(Dataset entries)
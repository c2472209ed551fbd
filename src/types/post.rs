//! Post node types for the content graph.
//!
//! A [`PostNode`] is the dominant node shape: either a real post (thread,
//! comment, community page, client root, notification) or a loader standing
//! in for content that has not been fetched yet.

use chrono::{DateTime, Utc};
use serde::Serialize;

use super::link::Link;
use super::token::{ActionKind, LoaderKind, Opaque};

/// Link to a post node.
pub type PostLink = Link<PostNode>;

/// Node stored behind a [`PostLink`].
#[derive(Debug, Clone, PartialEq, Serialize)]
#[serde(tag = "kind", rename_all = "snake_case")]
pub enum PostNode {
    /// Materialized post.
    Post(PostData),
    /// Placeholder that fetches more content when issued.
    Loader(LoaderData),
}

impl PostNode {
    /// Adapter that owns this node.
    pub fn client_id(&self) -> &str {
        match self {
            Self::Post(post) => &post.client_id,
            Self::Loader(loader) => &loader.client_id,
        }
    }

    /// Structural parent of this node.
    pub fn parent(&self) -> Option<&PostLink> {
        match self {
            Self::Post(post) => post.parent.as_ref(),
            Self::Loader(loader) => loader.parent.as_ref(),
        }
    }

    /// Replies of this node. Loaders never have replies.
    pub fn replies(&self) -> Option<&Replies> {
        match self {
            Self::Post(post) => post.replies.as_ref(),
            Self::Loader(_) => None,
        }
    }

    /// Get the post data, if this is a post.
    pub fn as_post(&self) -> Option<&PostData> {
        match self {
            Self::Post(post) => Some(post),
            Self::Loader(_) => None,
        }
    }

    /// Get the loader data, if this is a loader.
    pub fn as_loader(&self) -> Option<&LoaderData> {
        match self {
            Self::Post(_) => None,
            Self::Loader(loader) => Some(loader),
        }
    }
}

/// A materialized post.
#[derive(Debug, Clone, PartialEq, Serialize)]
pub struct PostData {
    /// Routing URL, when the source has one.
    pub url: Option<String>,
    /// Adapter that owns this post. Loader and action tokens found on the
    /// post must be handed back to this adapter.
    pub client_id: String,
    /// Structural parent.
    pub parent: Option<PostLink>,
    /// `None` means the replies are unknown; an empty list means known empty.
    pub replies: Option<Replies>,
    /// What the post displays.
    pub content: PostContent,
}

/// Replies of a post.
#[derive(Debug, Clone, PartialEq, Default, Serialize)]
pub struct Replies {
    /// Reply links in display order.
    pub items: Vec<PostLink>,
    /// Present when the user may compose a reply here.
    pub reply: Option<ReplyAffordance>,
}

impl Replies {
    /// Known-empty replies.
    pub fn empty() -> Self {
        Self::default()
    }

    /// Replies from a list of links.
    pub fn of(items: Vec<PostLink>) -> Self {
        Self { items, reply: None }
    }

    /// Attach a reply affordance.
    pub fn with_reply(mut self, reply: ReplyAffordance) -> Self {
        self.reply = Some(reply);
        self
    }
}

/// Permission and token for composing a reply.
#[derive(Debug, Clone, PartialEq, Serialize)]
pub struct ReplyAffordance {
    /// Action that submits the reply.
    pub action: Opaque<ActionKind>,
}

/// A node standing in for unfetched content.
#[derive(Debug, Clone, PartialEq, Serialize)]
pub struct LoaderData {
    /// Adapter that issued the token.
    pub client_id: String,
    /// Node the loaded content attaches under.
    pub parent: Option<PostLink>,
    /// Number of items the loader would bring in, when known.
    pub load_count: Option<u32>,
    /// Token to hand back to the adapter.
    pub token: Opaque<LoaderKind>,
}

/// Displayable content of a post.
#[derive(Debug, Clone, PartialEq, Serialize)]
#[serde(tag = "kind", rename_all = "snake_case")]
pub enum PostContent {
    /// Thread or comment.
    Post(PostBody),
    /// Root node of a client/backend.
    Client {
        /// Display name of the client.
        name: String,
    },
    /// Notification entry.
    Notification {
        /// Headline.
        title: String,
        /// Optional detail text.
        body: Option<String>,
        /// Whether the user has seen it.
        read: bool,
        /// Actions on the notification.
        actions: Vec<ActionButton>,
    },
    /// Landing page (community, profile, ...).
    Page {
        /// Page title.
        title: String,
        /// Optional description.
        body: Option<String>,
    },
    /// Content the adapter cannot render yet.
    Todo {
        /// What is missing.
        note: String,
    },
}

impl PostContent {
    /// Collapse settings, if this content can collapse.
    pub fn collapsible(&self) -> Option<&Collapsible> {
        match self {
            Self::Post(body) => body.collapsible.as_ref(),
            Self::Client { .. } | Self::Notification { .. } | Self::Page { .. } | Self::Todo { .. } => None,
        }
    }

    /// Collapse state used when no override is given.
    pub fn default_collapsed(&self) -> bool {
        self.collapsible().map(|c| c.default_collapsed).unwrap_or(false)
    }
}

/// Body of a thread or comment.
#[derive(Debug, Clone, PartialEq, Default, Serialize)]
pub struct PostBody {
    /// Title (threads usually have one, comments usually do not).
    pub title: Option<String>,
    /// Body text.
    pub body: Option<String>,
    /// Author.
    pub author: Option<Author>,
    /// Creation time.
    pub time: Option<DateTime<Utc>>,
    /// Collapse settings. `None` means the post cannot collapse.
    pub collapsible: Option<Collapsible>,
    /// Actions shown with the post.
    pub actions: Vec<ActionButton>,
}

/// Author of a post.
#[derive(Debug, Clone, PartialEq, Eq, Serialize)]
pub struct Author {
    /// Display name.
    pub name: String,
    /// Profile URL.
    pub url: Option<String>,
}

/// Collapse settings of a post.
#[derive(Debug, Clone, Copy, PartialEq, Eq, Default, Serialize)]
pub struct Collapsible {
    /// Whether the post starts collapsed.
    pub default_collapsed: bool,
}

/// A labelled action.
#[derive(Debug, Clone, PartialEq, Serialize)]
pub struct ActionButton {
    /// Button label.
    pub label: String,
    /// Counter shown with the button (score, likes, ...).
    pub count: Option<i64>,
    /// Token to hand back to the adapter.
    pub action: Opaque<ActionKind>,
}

==

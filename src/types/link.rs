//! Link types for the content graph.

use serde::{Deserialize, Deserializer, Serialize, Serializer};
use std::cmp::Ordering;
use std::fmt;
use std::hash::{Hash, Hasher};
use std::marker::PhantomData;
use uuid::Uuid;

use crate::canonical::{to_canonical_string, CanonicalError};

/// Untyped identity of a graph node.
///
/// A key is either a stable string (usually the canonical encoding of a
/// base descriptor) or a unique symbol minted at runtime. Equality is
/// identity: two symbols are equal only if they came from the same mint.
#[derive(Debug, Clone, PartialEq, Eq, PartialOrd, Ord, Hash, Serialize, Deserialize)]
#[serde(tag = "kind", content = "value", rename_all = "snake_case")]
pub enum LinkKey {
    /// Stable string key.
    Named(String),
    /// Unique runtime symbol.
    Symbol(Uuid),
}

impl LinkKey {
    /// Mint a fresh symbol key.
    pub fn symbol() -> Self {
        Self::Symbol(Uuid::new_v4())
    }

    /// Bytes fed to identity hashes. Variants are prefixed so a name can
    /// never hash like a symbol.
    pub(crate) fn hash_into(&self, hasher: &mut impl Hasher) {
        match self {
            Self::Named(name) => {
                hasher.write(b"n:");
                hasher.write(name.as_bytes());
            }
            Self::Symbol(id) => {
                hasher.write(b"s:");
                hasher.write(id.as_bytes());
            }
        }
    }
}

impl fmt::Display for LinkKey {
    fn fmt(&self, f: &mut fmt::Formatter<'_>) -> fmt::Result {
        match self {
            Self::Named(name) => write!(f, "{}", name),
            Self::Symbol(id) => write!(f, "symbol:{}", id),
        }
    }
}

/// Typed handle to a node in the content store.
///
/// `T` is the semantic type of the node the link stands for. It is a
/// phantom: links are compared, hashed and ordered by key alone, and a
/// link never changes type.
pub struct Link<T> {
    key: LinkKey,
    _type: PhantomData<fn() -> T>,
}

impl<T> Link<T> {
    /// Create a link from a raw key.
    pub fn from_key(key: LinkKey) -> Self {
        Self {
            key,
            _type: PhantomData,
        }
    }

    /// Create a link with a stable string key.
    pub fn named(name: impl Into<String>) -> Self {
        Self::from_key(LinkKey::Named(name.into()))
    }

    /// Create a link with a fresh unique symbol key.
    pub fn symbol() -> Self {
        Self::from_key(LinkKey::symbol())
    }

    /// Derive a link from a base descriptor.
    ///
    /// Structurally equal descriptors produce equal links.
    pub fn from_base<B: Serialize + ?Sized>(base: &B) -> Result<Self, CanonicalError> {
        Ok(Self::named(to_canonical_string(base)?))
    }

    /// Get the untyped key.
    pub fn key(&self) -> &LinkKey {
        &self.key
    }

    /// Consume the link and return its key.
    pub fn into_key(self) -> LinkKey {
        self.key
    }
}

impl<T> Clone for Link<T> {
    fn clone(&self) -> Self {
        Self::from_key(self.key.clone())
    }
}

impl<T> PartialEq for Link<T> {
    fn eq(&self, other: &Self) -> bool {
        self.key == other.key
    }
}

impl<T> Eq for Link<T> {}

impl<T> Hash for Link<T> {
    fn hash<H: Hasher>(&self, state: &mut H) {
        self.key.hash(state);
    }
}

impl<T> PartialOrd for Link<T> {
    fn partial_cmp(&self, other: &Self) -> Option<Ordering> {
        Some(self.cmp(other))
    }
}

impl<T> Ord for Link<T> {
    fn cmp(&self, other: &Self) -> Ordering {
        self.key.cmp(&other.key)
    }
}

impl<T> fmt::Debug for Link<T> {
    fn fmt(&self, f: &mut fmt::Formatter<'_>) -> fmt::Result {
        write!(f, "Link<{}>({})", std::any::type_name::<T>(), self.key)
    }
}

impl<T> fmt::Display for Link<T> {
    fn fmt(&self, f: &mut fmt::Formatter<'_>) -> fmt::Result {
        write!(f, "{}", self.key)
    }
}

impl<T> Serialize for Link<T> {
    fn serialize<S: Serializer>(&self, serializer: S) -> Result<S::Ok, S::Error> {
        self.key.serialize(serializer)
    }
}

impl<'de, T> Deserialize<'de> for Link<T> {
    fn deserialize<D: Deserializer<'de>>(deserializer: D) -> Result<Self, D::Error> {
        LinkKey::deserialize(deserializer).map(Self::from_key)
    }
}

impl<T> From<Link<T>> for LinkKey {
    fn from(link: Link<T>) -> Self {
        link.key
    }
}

* _What you need to do_: Apply a filter for "settings" to the entries and show each line that passes.

* _Solution to this problem_:
    /// Collapse settings, if this content can collapse.
    /// Collapse settings. `None` means the post cannot collapse.
/// Collapse settings of a post.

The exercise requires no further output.